This new method eliminates the problems related to the proteins found in cell culture media. But it also allows researchers to track changes in the proteins released by a cell in response to a stimulus, such as exposure to a chemical. This can be done by taking samples at various points in time after cells have been exposed to the stimulus.
And, in principle, this technique would also allow researchers to identify which proteins any specific type of cell is secreting when in a mixed population of cells.
"As long as you can separate the cells you are interested in, this should be possible," says Rao. "And that is important, because most tissues are made up of heterogeneous populations of cells -- and communication between those cells is biologically significant."

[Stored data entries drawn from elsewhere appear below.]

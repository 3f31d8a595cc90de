use opentelemetry::metrics::{Counter, Gauge, Meter};
use opentelemetry::KeyValue;

/// Core OTel metrics for the queue engine. Created once with the engine and
/// used to record counters/gauges on each operation.
pub struct Metrics {
    pub queues_created: Counter<u64>,
    pub messages_sent: Counter<u64>,
    pub messages_received: Counter<u64>,
    pub messages_hidden: Counter<u64>,
    pub queue_depth: Gauge<u64>,
}

impl Default for Metrics {
    fn default() -> Self {
        Self::new()
    }
}

impl Metrics {
    /// Create metrics from the global meter provider. If no meter provider
    /// is configured, the instruments are no-op.
    pub fn new() -> Self {
        let meter = opentelemetry::global::meter("ministack");
        Self::from_meter(&meter)
    }

    pub fn from_meter(meter: &Meter) -> Self {
        Self {
            queues_created: meter
                .u64_counter("ministack.queues.created")
                .with_description("Queues provisioned")
                .build(),
            messages_sent: meter
                .u64_counter("ministack.messages.sent")
                .with_description("Total messages sent")
                .build(),
            messages_received: meter
                .u64_counter("ministack.messages.received")
                .with_description("Total messages returned by receive")
                .build(),
            messages_hidden: meter
                .u64_counter("ministack.messages.hidden")
                .with_description("Messages re-keyed behind a visibility timeout")
                .build(),
            queue_depth: meter
                .u64_gauge("ministack.queue.depth")
                .with_description("Pending messages per queue, visible and hidden")
                .build(),
        }
    }

    pub fn record_queue_created(&self, queue: &str) {
        self.queues_created
            .add(1, &[KeyValue::new("queue", queue.to_string())]);
    }

    pub fn record_send(&self, queue: &str) {
        self.messages_sent
            .add(1, &[KeyValue::new("queue", queue.to_string())]);
    }

    pub fn record_receive(&self, queue: &str, received: u64, hidden: u64) {
        let attrs = [KeyValue::new("queue", queue.to_string())];
        if received > 0 {
            self.messages_received.add(received, &attrs);
        }
        if hidden > 0 {
            self.messages_hidden.add(hidden, &attrs);
        }
    }

    pub fn set_queue_depth(&self, queue: &str, depth: u64) {
        self.queue_depth
            .record(depth, &[KeyValue::new("queue", queue.to_string())]);
    }
}
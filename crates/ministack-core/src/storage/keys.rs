//! Key encoding for RocksDB column families.
//!
//! All numeric values use big-endian encoding for correct lexicographic ordering.
//! Partition prefixes are a 1-byte length followed by the queue name and `:` (0x3A).

use uuid::Uuid;

use crate::error::{StorageError, StorageResult};
use crate::queue::QueueName;

const SEPARATOR: u8 = b':';

/// Width of an encoded [`DeliveryKey`]: two big-endian u64 fields.
pub const DELIVERY_KEY_LEN: usize = 16;

/// Composite `(visible_after, sequence)` key. Its encoding is both the storage
/// location of a pending message and the gate deciding when it can be delivered.
#[derive(Debug, Clone, Copy, PartialEq, Eq, PartialOrd, Ord, Hash)]
pub struct DeliveryKey {
    /// Epoch milliseconds after which the message may be received.
    pub visible_after: u64,
    /// Per-queue send order, assigned once and never reused.
    pub sequence: u64,
}

impl DeliveryKey {
    pub fn new(visible_after: u64, sequence: u64) -> Self {
        Self {
            visible_after,
            sequence,
        }
    }

    pub fn encode(&self) -> [u8; DELIVERY_KEY_LEN] {
        let mut buf = [0u8; DELIVERY_KEY_LEN];
        buf[..8].copy_from_slice(&self.visible_after.to_be_bytes());
        buf[8..].copy_from_slice(&self.sequence.to_be_bytes());
        buf
    }

    pub fn decode(bytes: &[u8]) -> StorageResult<Self> {
        if bytes.len() != DELIVERY_KEY_LEN {
            return Err(StorageError::MalformedKey(format!(
                "delivery key must be {DELIVERY_KEY_LEN} bytes, got {}",
                bytes.len()
            )));
        }
        let mut visible_after = [0u8; 8];
        let mut sequence = [0u8; 8];
        visible_after.copy_from_slice(&bytes[..8]);
        sequence.copy_from_slice(&bytes[8..]);
        Ok(Self {
            visible_after: u64::from_be_bytes(visible_after),
            sequence: u64::from_be_bytes(sequence),
        })
    }

    /// Push `visible_after` forward by `timeout_secs`, keeping the sequence.
    pub fn extend_invisibility(self, timeout_secs: u64) -> Self {
        Self {
            visible_after: self
                .visible_after
                .saturating_add(timeout_secs.saturating_mul(1000)),
            sequence: self.sequence,
        }
    }

    /// Same sequence, visible from `now_ms` instead of the original time.
    pub fn rebased(self, now_ms: u64) -> Self {
        Self {
            visible_after: self.visible_after.max(now_ms),
            sequence: self.sequence,
        }
    }
}

/// Build the partition prefix shared by a queue's message and index keys:
/// `{len}{queue_name}:`
pub fn partition_prefix(queue: &QueueName) -> Vec<u8> {
    let name = queue.as_str().as_bytes();
    let mut prefix = Vec::with_capacity(2 + name.len());
    // QueueName guarantees at most 80 bytes.
    prefix.push(name.len() as u8);
    prefix.extend_from_slice(name);
    prefix.push(SEPARATOR);
    prefix
}

/// Build a message key: `{partition_prefix}{visible_after}{sequence}`
pub fn message_key(queue: &QueueName, key: DeliveryKey) -> Vec<u8> {
    let mut buf = partition_prefix(queue);
    buf.extend_from_slice(&key.encode());
    buf
}

/// Recover the delivery key from a full message key read back from storage.
pub fn parse_message_key(prefix: &[u8], raw: &[u8]) -> StorageResult<DeliveryKey> {
    let tail = raw.strip_prefix(prefix).ok_or_else(|| {
        StorageError::MalformedKey("message key outside its queue partition".to_string())
    })?;
    DeliveryKey::decode(tail)
}

/// Build an identity index key: `{partition_prefix}{msg_id}`
pub fn index_key(queue: &QueueName, msg_id: &Uuid) -> Vec<u8> {
    let mut buf = partition_prefix(queue);
    buf.extend_from_slice(msg_id.as_bytes());
    buf
}

/// Build the sequence counter key for a queue. Its presence marks the queue's
/// partitions as provisioned.
pub fn sequence_key(queue: &QueueName) -> Vec<u8> {
    queue.as_str().as_bytes().to_vec()
}

pub fn encode_sequence(value: u64) -> [u8; 8] {
    value.to_be_bytes()
}

pub fn decode_sequence(bytes: &[u8]) -> StorageResult<u64> {
    let arr: [u8; 8] = bytes.try_into().map_err(|_| {
        StorageError::MalformedKey(format!("sequence must be 8 bytes, got {}", bytes.len()))
    })?;
    Ok(u64::from_be_bytes(arr))
}
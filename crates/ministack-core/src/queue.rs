use std::collections::BTreeMap;
use std::fmt;

use serde::{Deserialize, Serialize};

use crate::error::InvalidName;

/// Longest queue name accepted, in bytes of UTF-8.
pub const MAX_QUEUE_NAME_LEN: usize = 80;

/// A validated queue name: 1-80 bytes of letters, digits, `-` or `_`.
/// Letters and digits may be any Unicode alphabetic or numeric character.
#[derive(Debug, Clone, PartialEq, Eq, PartialOrd, Ord, Hash, Serialize, Deserialize)]
#[serde(try_from = "String", into = "String")]
pub struct QueueName(String);

impl QueueName {
    pub fn parse(name: impl Into<String>) -> Result<Self, InvalidName> {
        let name = name.into();
        let reason = if name.is_empty() {
            Some("queue name cannot be empty")
        } else if name.len() > MAX_QUEUE_NAME_LEN {
            Some("queue name cannot be longer than 80 bytes")
        } else if !name
            .chars()
            .all(|c| c.is_alphanumeric() || c == '-' || c == '_')
        {
            Some("queue name may only contain letters, digits, '-' and '_'")
        } else {
            None
        };
        match reason {
            Some(reason) => Err(InvalidName { name, reason }),
            None => Ok(Self(name)),
        }
    }

    pub fn as_str(&self) -> &str {
        &self.0
    }
}

impl fmt::Display for QueueName {
    fn fmt(&self, f: &mut fmt::Formatter<'_>) -> fmt::Result {
        f.pad(&self.0)
    }
}

impl TryFrom<String> for QueueName {
    type Error = InvalidName;

    fn try_from(value: String) -> Result<Self, Self::Error> {
        Self::parse(value)
    }
}

impl From<QueueName> for String {
    fn from(value: QueueName) -> Self {
        value.0
    }
}

/// Queue metadata stored in the queue directory.
#[derive(Debug, Clone, Serialize, Deserialize, PartialEq)]
pub struct Queue {
    pub name: QueueName,
    /// Epoch milliseconds of the first successful `create_queue`.
    pub created_at: u64,
}

/// Snapshot of a queue's pending messages split by eligibility at one instant.
#[derive(Debug, Clone, Copy, Default, PartialEq, Eq)]
pub struct QueueStats {
    /// Receivable now.
    pub visible: usize,
    /// Hidden by a visibility timeout (or sent with a clock ahead of now).
    pub hidden: usize,
}

/// The queue directory record: every provisioned queue, keyed by name.
/// Persisted as one serialized value in the `directory` column family.
#[derive(Debug, Clone, Default, Serialize, Deserialize, PartialEq)]
pub struct QueueDirectory {
    pub queues: BTreeMap<QueueName, Queue>,
}

impl QueueDirectory {
    pub fn get(&self, name: &QueueName) -> Option<&Queue> {
        self.queues.get(name)
    }

    pub fn insert(&mut self, queue: Queue) {
        self.queues.insert(queue.name.clone(), queue);
    }

    /// Queue names in sorted order.
    pub fn names(&self) -> Vec<QueueName> {
        self.queues.keys().cloned().collect()
    }
}

#[cfg(test)]
mod tests {
    use super::*;

    #[test]
    fn accepts_letters_digits_dash_underscore() {
        let name = QueueName::parse("valid_Name-1").unwrap();
        assert_eq!(name.as_str(), "valid_Name-1");
        assert!(QueueName::parse("a".repeat(80)).is_ok());
    }

    #[test]
    fn accepts_unicode_letters_and_digits() {
        assert!(QueueName::parse("caf\u{e9}").is_ok());
        assert!(QueueName::parse("\u{65e5}\u{672c}-\u{0663}").is_ok());
    }

    #[test]
    fn length_limit_counts_bytes() {
        // 40 two-byte characters fit exactly, one more goes over.
        assert!(QueueName::parse("\u{e9}".repeat(40)).is_ok());
        let err = QueueName::parse("\u{e9}".repeat(41)).unwrap_err();
        assert!(err.reason.contains("80 bytes"));
        // 27 three-byte characters are 81 bytes.
        assert!(QueueName::parse("\u{65e5}".repeat(27)).is_err());
    }

    #[test]
    fn rejects_empty_long_and_bad_chars() {
        assert!(QueueName::parse("").is_err());
        assert!(QueueName::parse("a".repeat(81)).is_err());
        assert!(QueueName::parse("bad name!").is_err());
        assert!(QueueName::parse("dots.not.allowed").is_err());
        assert!(QueueName::parse("emoji\u{1f600}").is_err());
    }

    #[test]
    fn error_carries_name_and_reason() {
        let err = QueueName::parse("bad name!").unwrap_err();
        assert_eq!(err.name, "bad name!");
        assert!(err.reason.contains("letters"));
    }

    #[test]
    fn directory_serde_rejects_invalid_names() {
        let json = r#"{"queues":{"bad name":{"name":"bad name","created_at":0}}}"#;
        assert!(serde_json::from_str::<QueueDirectory>(json).is_err());
    }

    #[test]
    fn directory_names_are_sorted() {
        let mut dir = QueueDirectory::default();
        for n in ["zeta", "alpha", "mid"] {
            let name = QueueName::parse(n).unwrap();
            dir.insert(Queue {
                name,
                created_at: 0,
            });
        }
        let names: Vec<String> = dir.names().into_iter().map(String::from).collect();
        assert_eq!(names, vec!["alpha", "mid", "zeta"]);
    }
}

The paper, "Targeted proteomics of the secretory pathway reveals the secretome of mouse embryonic fibroblasts and human embryonic stem cells," was published online Sept. 15 in the journal Molecular & Cellular Proteomics. Lead author of the paper is Prasenjit Sarkar, a Ph.D. student at NC State. Co-authors are Rao; NC State Ph.D. student Shan Randall; and Dr. David Muddiman, a professor of chemistry at NC State. The research was funded by the National Science Foundation.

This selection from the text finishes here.